» Instructions for the task
Go line by line through the data below and count those that hold "impl". Return only the number.

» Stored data
------------------------------------------------------------
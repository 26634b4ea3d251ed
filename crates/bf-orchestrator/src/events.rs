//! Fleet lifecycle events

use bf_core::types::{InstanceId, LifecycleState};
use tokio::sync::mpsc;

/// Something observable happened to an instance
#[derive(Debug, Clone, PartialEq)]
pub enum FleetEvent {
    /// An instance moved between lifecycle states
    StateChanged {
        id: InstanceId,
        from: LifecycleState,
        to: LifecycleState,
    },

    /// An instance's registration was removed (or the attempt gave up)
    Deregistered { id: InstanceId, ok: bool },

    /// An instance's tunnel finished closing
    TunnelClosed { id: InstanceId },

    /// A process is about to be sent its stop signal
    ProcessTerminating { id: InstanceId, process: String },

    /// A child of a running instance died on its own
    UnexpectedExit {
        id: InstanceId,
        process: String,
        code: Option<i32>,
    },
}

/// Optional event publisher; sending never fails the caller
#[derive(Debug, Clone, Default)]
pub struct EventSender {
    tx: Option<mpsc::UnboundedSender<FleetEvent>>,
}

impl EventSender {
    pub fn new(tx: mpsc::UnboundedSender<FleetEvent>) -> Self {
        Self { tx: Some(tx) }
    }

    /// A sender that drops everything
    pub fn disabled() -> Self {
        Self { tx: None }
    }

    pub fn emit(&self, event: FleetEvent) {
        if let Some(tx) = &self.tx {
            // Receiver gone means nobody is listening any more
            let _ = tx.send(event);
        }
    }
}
------------------------------------------------------------
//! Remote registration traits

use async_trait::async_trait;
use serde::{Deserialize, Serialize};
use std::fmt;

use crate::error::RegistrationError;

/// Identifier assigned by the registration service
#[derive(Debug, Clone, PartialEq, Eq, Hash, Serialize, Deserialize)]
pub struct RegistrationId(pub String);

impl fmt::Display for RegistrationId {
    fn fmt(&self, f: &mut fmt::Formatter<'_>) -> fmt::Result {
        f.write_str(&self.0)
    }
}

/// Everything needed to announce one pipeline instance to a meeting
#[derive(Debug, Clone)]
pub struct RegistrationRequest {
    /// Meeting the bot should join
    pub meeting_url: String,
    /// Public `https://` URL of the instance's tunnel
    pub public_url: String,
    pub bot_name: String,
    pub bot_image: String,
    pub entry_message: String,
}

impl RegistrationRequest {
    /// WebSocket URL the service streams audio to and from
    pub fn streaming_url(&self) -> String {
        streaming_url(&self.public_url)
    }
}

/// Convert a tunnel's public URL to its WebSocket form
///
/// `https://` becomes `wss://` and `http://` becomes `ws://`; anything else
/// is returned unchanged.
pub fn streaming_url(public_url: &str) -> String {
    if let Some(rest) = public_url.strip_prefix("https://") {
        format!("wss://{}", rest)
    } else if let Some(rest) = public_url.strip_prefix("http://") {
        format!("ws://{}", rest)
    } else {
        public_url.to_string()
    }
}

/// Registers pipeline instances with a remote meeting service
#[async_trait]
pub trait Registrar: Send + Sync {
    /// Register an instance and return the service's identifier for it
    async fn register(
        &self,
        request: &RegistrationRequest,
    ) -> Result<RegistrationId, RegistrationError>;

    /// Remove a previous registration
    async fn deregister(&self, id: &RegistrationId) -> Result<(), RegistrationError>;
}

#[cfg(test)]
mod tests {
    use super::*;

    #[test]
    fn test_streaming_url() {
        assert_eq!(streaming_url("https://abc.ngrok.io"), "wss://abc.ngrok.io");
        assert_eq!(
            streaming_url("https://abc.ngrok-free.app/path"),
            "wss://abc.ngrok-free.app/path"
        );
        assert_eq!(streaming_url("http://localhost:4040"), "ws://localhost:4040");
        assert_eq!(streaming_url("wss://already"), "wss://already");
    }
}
------------------------------------------------------------
» Your solution
3